Saturday, August 22, 2009

"Rubens And Isabella Brant In The Bower Of Honeysuckle"

Perhaps my favorite Peter Paul Rubens painting anywhere is “Rubens And Isabella Brant In The Bower Of Honeysuckle”, a painting I was able to see again while we were in Munich.

The clarity of the painting comes across fully in the photograph above.

The richness of the painting comes across fully in the photograph at the end of this post.

“Rubens And Isabella Brant In The Bower Of Honeysuckle” is one of countless Rubens paintings on display in Munich’s Alte Pinakothek, which owns one of the world’s largest caches of Rubens masterpieces.

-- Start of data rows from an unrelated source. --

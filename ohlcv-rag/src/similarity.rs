//! Conversion from native backend scores to the unified similarity score.
//!
//! Every adapter declares the [`DistanceMetric`] its engine reports and
//! passes raw values through [`to_similarity`] before building a
//! [`SearchResult`](crate::SearchResult). The result is always in
//! `[0, 1]`, higher meaning more similar.

use serde::{Deserialize, Serialize};

/// The raw score a backend reports for a hit.
#[derive(Debug, Clone, Copy, PartialEq, Eq, Serialize, Deserialize)]
#[serde(rename_all = "snake_case")]
pub enum DistanceMetric {
    /// Cosine similarity in `[-1, 1]` (Qdrant with `Distance::Cosine`).
    CosineSimilarity,
    /// Cosine distance `1 - cos` in `[0, 2]` (pgvector `<=>`).
    CosineDistance,
    /// Inner product of L2-normalized vectors, equal to cosine similarity.
    InnerProduct,
    /// Euclidean (L2) distance in `[0, inf)`.
    Euclidean,
}

/// Convert a raw backend value into a similarity in `[0, 1]`.
///
/// Negative cosine values clamp to zero: anti-correlated summaries are
/// treated as irrelevant rather than "less than irrelevant". Non-finite
/// input maps to zero.
pub fn to_similarity(metric: DistanceMetric, raw: f32) -> f32 {
    if !raw.is_finite() {
        return 0.0;
    }
    let similarity = match metric {
        DistanceMetric::CosineSimilarity | DistanceMetric::InnerProduct => raw,
        DistanceMetric::CosineDistance => 1.0 - raw,
        DistanceMetric::Euclidean => 1.0 / (1.0 + raw.max(0.0)),
    };
    similarity.clamp(0.0, 1.0)
}

/// Cosine similarity of two vectors. Returns 0.0 if either has zero magnitude.
pub fn cosine_similarity(a: &[f32], b: &[f32]) -> f32 {
    let dot: f32 = a.iter().zip(b.iter()).map(|(x, y)| x * y).sum();
    let norm_a: f32 = a.iter().map(|x| x * x).sum::<f32>().sqrt();
    let norm_b: f32 = b.iter().map(|x| x * x).sum::<f32>().sqrt();
    if norm_a == 0.0 || norm_b == 0.0 {
        return 0.0;
    }
    dot / (norm_a * norm_b)
}

/// Dot product of two equal-length vectors.
pub fn inner_product(a: &[f32], b: &[f32]) -> f32 {
    a.iter().zip(b.iter()).map(|(x, y)| x * y).sum()
}

#[cfg(test)]
mod tests {
    use super::*;

    #[test]
    fn cosine_distance_is_inverted() {
        assert!((to_similarity(DistanceMetric::CosineDistance, 0.0) - 1.0).abs() < f32::EPSILON);
        assert!((to_similarity(DistanceMetric::CosineDistance, 0.25) - 0.75).abs() < 1e-6);
        assert_eq!(to_similarity(DistanceMetric::CosineDistance, 1.5), 0.0);
    }

    #[test]
    fn bounded_scores_pass_through_clamped() {
        assert!((to_similarity(DistanceMetric::CosineSimilarity, 0.42) - 0.42).abs() < 1e-6);
        assert_eq!(to_similarity(DistanceMetric::InnerProduct, -0.3), 0.0);
        assert_eq!(to_similarity(DistanceMetric::InnerProduct, 1.000_001), 1.0);
    }

    #[test]
    fn euclidean_decays_with_distance() {
        assert_eq!(to_similarity(DistanceMetric::Euclidean, 0.0), 1.0);
        assert!((to_similarity(DistanceMetric::Euclidean, 1.0) - 0.5).abs() < 1e-6);
        assert!(
            to_similarity(DistanceMetric::Euclidean, 3.0)
                < to_similarity(DistanceMetric::Euclidean, 2.0)
        );
    }

    #[test]
    fn non_finite_is_zero() {
        assert_eq!(to_similarity(DistanceMetric::CosineSimilarity, f32::NAN), 0.0);
        assert_eq!(to_similarity(DistanceMetric::Euclidean, f32::INFINITY), 0.0);
    }

    #[test]
    fn cosine_of_zero_vector_is_zero() {
        assert_eq!(cosine_similarity(&[0.0, 0.0], &[1.0, 0.0]), 0.0);
        assert!((cosine_similarity(&[1.0, 1.0], &[2.0, 2.0]) - 1.0).abs() < 1e-6);
    }
}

The painting is one of the most charming and irresistible paintings ever created. Painted in 1609, the year of Rubens’s marriage to Brant, the painting is a full-length double portrait of the young couple, probably created immediately before the marriage. Some scholars have speculated that the portrait was intended as a gift for Brant’s parents.

Aside from the honeysuckle, which may have been painted by Jan Brueghel The Elder, a master of flower painting and a close friend of Rubens, the painting is entirely in Rubens’s own hand.

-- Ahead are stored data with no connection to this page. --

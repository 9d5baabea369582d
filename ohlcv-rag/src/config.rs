//! Configuration for the retriever.

use serde::{Deserialize, Serialize};

use crate::error::{RagError, Result};

/// Configuration parameters for the [`Retriever`](crate::Retriever).
#[derive(Debug, Clone, Serialize, Deserialize, PartialEq)]
#[serde(default, deny_unknown_fields)]
pub struct RetrieverConfig {
    /// Result count used when the caller does not give one.
    pub default_n_results: usize,
    /// Minimum similarity score; results below it are dropped.
    pub similarity_threshold: f32,
    /// Whether results are reordered by the result ranker.
    pub rerank_enabled: bool,
    /// How many candidates to fetch per requested result.
    pub fetch_multiplier: usize,
    /// Query text embedded for metadata-only retrieval.
    pub metadata_query: String,
}

impl Default for RetrieverConfig {
    fn default() -> Self {
        Self {
            default_n_results: 5,
            similarity_threshold: 0.7,
            rerank_enabled: true,
            fetch_multiplier: 2,
            metadata_query: "OHLCV data analysis".to_string(),
        }
    }
}

impl RetrieverConfig {
    /// Create a new builder for constructing a [`RetrieverConfig`].
    pub fn builder() -> RetrieverConfigBuilder {
        RetrieverConfigBuilder::default()
    }

    /// Check the same constraints as [`RetrieverConfigBuilder::build`].
    /// Useful after deserializing.
    pub fn validate(&self) -> Result<()> {
        if !(0.0..=1.0).contains(&self.similarity_threshold) {
            return Err(RagError::ConfigError(format!(
                "similarity_threshold ({}) must be within [0, 1]",
                self.similarity_threshold
            )));
        }
        if self.default_n_results == 0 {
            return Err(RagError::ConfigError(
                "default_n_results must be greater than zero".to_string(),
            ));
        }
        if self.fetch_multiplier == 0 {
            return Err(RagError::ConfigError(
                "fetch_multiplier must be greater than zero".to_string(),
            ));
        }
        Ok(())
    }
}

/// Builder for constructing a validated [`RetrieverConfig`].
#[derive(Debug, Clone, Default)]
pub struct RetrieverConfigBuilder {
    config: RetrieverConfig,
}

impl RetrieverConfigBuilder {
    /// Set the default number of results.
    pub fn default_n_results(mut self, n: usize) -> Self {
        self.config.default_n_results = n;
        self
    }

    /// Set the minimum similarity threshold for filtering results.
    pub fn similarity_threshold(mut self, threshold: f32) -> Self {
        self.config.similarity_threshold = threshold;
        self
    }

    /// Enable or disable reranking.
    pub fn rerank_enabled(mut self, enabled: bool) -> Self {
        self.config.rerank_enabled = enabled;
        self
    }

    /// Set the over-fetch multiplier.
    pub fn fetch_multiplier(mut self, multiplier: usize) -> Self {
        self.config.fetch_multiplier = multiplier;
        self
    }

    /// Set the placeholder query used by metadata-only retrieval.
    pub fn metadata_query(mut self, query: impl Into<String>) -> Self {
        self.config.metadata_query = query.into();
        self
    }

    /// Build the [`RetrieverConfig`], validating that parameters are consistent.
    ///
    /// # Errors
    ///
    /// Returns [`RagError::ConfigError`] if:
    /// - `similarity_threshold` is outside `[0, 1]` or NaN
    /// - `default_n_results == 0`
    /// - `fetch_multiplier == 0`
    pub fn build(self) -> Result<RetrieverConfig> {
        self.config.validate()?;
        Ok(self.config)
    }
}
//! Embedding provider trait for generating vector embeddings from text.

use async_trait::async_trait;

use crate::error::Result;

/// A provider that generates fixed-dimension vector embeddings from text.
///
/// One provider is constructed per process and shared by reference
/// (`Arc<dyn EmbeddingProvider>`) with every adapter, since loading a
/// model is expensive. Implementations must be deterministic for a fixed
/// model version.
///
/// The default [`embed_batch`](EmbeddingProvider::embed_batch)
/// implementation calls [`embed`](EmbeddingProvider::embed) sequentially;
/// backends that support native batching should override it.
///
/// # Example
///
/// ```rust,ignore
/// use ohlcv_rag::{EmbeddingProvider, HashingEmbedder};
///
/// let provider = HashingEmbedder::new(384);
/// let embedding = provider.embed("AAPL uptrend").await?;
/// assert_eq!(embedding.len(), provider.dimensions());
/// ```
#[async_trait]
pub trait EmbeddingProvider: Send + Sync {
    /// Generate an embedding vector for a single text input.
    async fn embed(&self, text: &str) -> Result<Vec<f32>>;

    /// Generate embedding vectors for a batch of text inputs.
    ///
    /// Returns one vector per input, in order. An empty batch yields an
    /// empty result, not an error.
    async fn embed_batch(&self, texts: &[&str]) -> Result<Vec<Vec<f32>>> {
        let mut results = Vec::with_capacity(texts.len());
        for text in texts {
            results.push(self.embed(text).await?);
        }
        Ok(results)
    }

    /// Return the dimensionality of embeddings produced by this provider.
    fn dimensions(&self) -> usize;

    /// Return the model identity. Part of a collection's identity: vectors
    /// from different models must never share a collection.
    fn model_name(&self) -> &str;
}

/// L2-normalize a vector in place. Zero vectors are left untouched.
pub(crate) fn normalize(vector: &mut [f32]) {
    let norm: f32 = vector.iter().map(|x| x * x).sum::<f32>().sqrt();
    if norm > 0.0 {
        for v in vector.iter_mut() {
            *v /= norm;
        }
    }
}
//
// Copyright (c) 2024 Jeff Garzik
//
// This file is part of the posixutils-rs project covered under
// the MIT License.  For the full license text, please see the LICENSE
// file in the root directory of this project.
// SPDX-License-Identifier: MIT
//

use super::{
    caret_to_line, delete_lines, insert_lines, insertion_line, joined, line_runs, line_texts,
    report,
};
use crate::address::Address;
use crate::buffer::{Region, TextBuffer};
use crate::command::{ExOutcome, PrintFlags};
use crate::error::{ExError, Result};
use crate::range::{resolve_destination, DefaultRange};
use crate::regions::{covered_lines, materialize, region_lines, RangeSource};
use crate::registers::RegisterContent;
use crate::session::Session;

fn message_or_continue(message: Option<String>) -> ExOutcome {
    match message {
        Some(text) => ExOutcome::Message(text),
        None => ExOutcome::Continue,
    }
}

/// Render a line the way `:list` shows it.
fn list_form(text: &str) -> String {
    let mut out = String::with_capacity(text.len() + 1);
    for c in text.chars() {
        match c {
            '\t' => out.push_str("^I"),
            c if (c as u32) < 0x20 => {
                out.push('^');
                out.push(char::from(b'@' + c as u8));
            }
            '\u{7f}' => out.push_str("^?"),
            c => out.push(c),
        }
    }
    out.push('$');
    out
}

impl Session {
    /// A bare range: move to the last line it names.
    pub(crate) fn goto(
        &mut self,
        buf: &mut dyn TextBuffer,
        source: &mut RangeSource,
    ) -> Result<ExOutcome> {
        let ctx = self.search_context();
        let regions = materialize(buf, source, DefaultRange::CurrentLine, false, None, &ctx)?;
        if let Some(region) = regions.last() {
            let line = region_lines(buf, *region).end;
            caret_to_line(buf, line);
        }
        Ok(ExOutcome::Continue)
    }

    /// Lines covered by the regions of `source`.
    fn selected_lines(
        &self,
        buf: &dyn TextBuffer,
        source: &mut RangeSource,
        count: Option<usize>,
    ) -> Result<Vec<usize>> {
        let ctx = self.search_context();
        let regions = materialize(buf, source, DefaultRange::CurrentLine, false, count, &ctx)?;
        Ok(covered_lines(buf, &regions))
    }

    /// `:d [x] [count]`
    pub(crate) fn delete(
        &mut self,
        buf: &mut dyn TextBuffer,
        source: &mut RangeSource,
        register: Option<char>,
        count: Option<usize>,
    ) -> Result<ExOutcome> {
        let lines = self.selected_lines(buf, source, count)?;
        let Some(&first) = lines.first() else {
            return Ok(ExOutcome::Continue);
        };

        let text = joined(&line_texts(buf, &lines));
        for run in line_runs(&lines).iter().rev() {
            delete_lines(buf, run.start, run.end);
        }
        self.registers.delete(register, RegisterContent::lines(text));
        caret_to_line(buf, first);

        Ok(message_or_continue(report(lines.len(), "fewer lines")))
    }

    /// `:y [x] [count]`
    pub(crate) fn yank(
        &mut self,
        buf: &mut dyn TextBuffer,
        source: &mut RangeSource,
        register: Option<char>,
        count: Option<usize>,
    ) -> Result<ExOutcome> {
        let lines = self.selected_lines(buf, source, count)?;
        if lines.is_empty() {
            return Ok(ExOutcome::Continue);
        }
        let text = joined(&line_texts(buf, &lines));
        self.registers.yank(register, RegisterContent::lines(text));
        Ok(message_or_continue(report(lines.len(), "lines yanked")))
    }

    /// `:co {address}`: copy lines below `destination`.
    pub(crate) fn copy(
        &mut self,
        buf: &mut dyn TextBuffer,
        source: &mut RangeSource,
        destination: &Address,
    ) -> Result<ExOutcome> {
        let lines = self.selected_lines(buf, source, None)?;
        let destination = resolve_destination(buf, destination, &self.search_context())?;
        if lines.is_empty() {
            return Ok(ExOutcome::Continue);
        }

        let texts = line_texts(buf, &lines);
        let before = insertion_line(destination);
        insert_lines(buf, before, &texts);
        caret_to_line(buf, before + texts.len() - 1);
        Ok(ExOutcome::Continue)
    }

    /// `:m {address}`: move lines below `destination`.
    ///
    /// Fails when the destination falls inside or directly below one of the
    /// moved runs, which would move lines onto themselves.
    pub(crate) fn move_lines(
        &mut self,
        buf: &mut dyn TextBuffer,
        source: &mut RangeSource,
        destination: &Address,
    ) -> Result<ExOutcome> {
        let lines = self.selected_lines(buf, source, None)?;
        let destination = resolve_destination(buf, destination, &self.search_context())?;
        if lines.is_empty() {
            return Ok(ExOutcome::Continue);
        }

        let before = insertion_line(destination);
        let runs = line_runs(&lines);
        if runs
            .iter()
            .any(|run| run.start < before && before <= run.end + 1)
        {
            return Err(ExError::InvalidDestination);
        }

        let texts = line_texts(buf, &lines);
        let removed_above: usize = runs
            .iter()
            .filter(|run| run.end < before)
            .map(|run| run.line_count())
            .sum();
        for run in runs.iter().rev() {
            delete_lines(buf, run.start, run.end);
        }

        let before = before - removed_above;
        insert_lines(buf, before, &texts);
        caret_to_line(buf, before + texts.len() - 1);
        Ok(message_or_continue(report(texts.len(), "lines moved")))
    }

    /// `:p`, `:nu`, `:#` and `:l`.
    pub(crate) fn print(
        &mut self,
        buf: &mut dyn TextBuffer,
        source: &mut RangeSource,
        flags: PrintFlags,
        count: Option<usize>,
    ) -> Result<ExOutcome> {
        let lines = self.selected_lines(buf, source, count)?;
        let number = flags.number || self.options.number;

        let output: Vec<String> = lines
            .iter()
            .map(|&line| {
                let text = buf.line_text(line);
                let text = if flags.list { list_form(&text) } else { text };
                if number {
                    format!("{:6}\t{}", line + 1, text)
                } else {
                    text
                }
            })
            .collect();

        if let Some(&last) = lines.last() {
            caret_to_line(buf, last);
        }
        Ok(ExOutcome::Output(output))
    }

    /// `:ma x` / `:kx`: mark the last line of the range.
    pub(crate) fn mark(
        &mut self,
        buf: &mut dyn TextBuffer,
        source: &mut RangeSource,
        name: char,
    ) -> Result<ExOutcome> {
        let ctx = self.search_context();
        let regions = materialize(buf, source, DefaultRange::CurrentLine, false, None, &ctx)?;
        let line = regions
            .last()
            .map(|region: &Region| region_lines(buf, *region).end)
            .unwrap_or_else(|| buf.line_of(buf.caret()));
        let offset = buf.offset_of_line(line);
        buf.set_mark(name, offset);
        Ok(ExOutcome::Continue)
    }
}
//
// Copyright (c) 2024 Jeff Garzik
//
// This file is part of the posixutils-rs project covered under
// the MIT License.  For the full license text, please see the LICENSE
// file in the root directory of this project.
// SPDX-License-Identifier: MIT
//

//! Character spans within a buffer.

/// A half-open span `[begin, end)` of byte offsets.
///
/// `a` is the anchor and `b` the caret; either may be the larger one, so a
/// region also describes a selection and its direction.
#[derive(Debug, Clone, Copy, PartialEq, Eq, Hash, Default)]
pub struct Region {
    pub a: usize,
    pub b: usize,
}

impl Region {
    /// Create a region from anchor and caret.
    pub fn new(a: usize, b: usize) -> Self {
        Self { a, b }
    }

    /// Create an empty region at `offset`.
    pub fn point(offset: usize) -> Self {
        Self::new(offset, offset)
    }

    /// Smaller of the two ends.
    pub fn begin(&self) -> usize {
        self.a.min(self.b)
    }

    /// Larger of the two ends.
    pub fn end(&self) -> usize {
        self.a.max(self.b)
    }

    /// Number of bytes covered.
    pub fn len(&self) -> usize {
        self.end() - self.begin()
    }

    /// Check if the region covers nothing.
    pub fn is_empty(&self) -> bool {
        self.a == self.b
    }

    /// Check if `offset` lies within the region, both ends included.
    pub fn contains(&self, offset: usize) -> bool {
        self.begin() <= offset && offset <= self.end()
    }
}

Most Rubens paintings in the U.S. are not in Rubens’s hand. Most such paintings were created in Rubens’s workshop by his army of assistants, to whom Rubens would issue general instructions. When the assistants were done with their work, Rubens would add finishing touches himself.

Paintings created by Rubens’s assistants are much more variable in quality than paintings in Rubens’s hand alone.

Paintings in Rubens’s own hand are—invariably—stunning. They carry an individuality and a flourish that his workshop paintings could not possibly match. The richness and subtlety of color in Rubens's own paintings could never be duplicated by assistants. Moreover, owing to his virtuoso brush technique, Rubens was able to provide his own canvases with a level of finish that was much more sophisticated than assistants could ever learn to render.

Paintings in Ruben’s own hand are among the greatest paintings ever set on canvas. They are the works of a genius of the highest order.

I am privileged to have seen many of these masterpieces in different museums and galleries throughout Europe. Rubens was surely the greatest of all masters of the oil medium.

In “Rubens And Isabella Brant In The Bower Of Honeysuckle”, the devotion of the young couple is immediately apparent, capturing the viewer’s attention in an instant.

In life, the couple’s devotion was equally genuine and deep. They were to live happily and peaceably together for seventeen fulfilling years.

Isabella’s premature death in 1626 ended the marital bliss. In grief, Rubens ceased painting for almost one full year.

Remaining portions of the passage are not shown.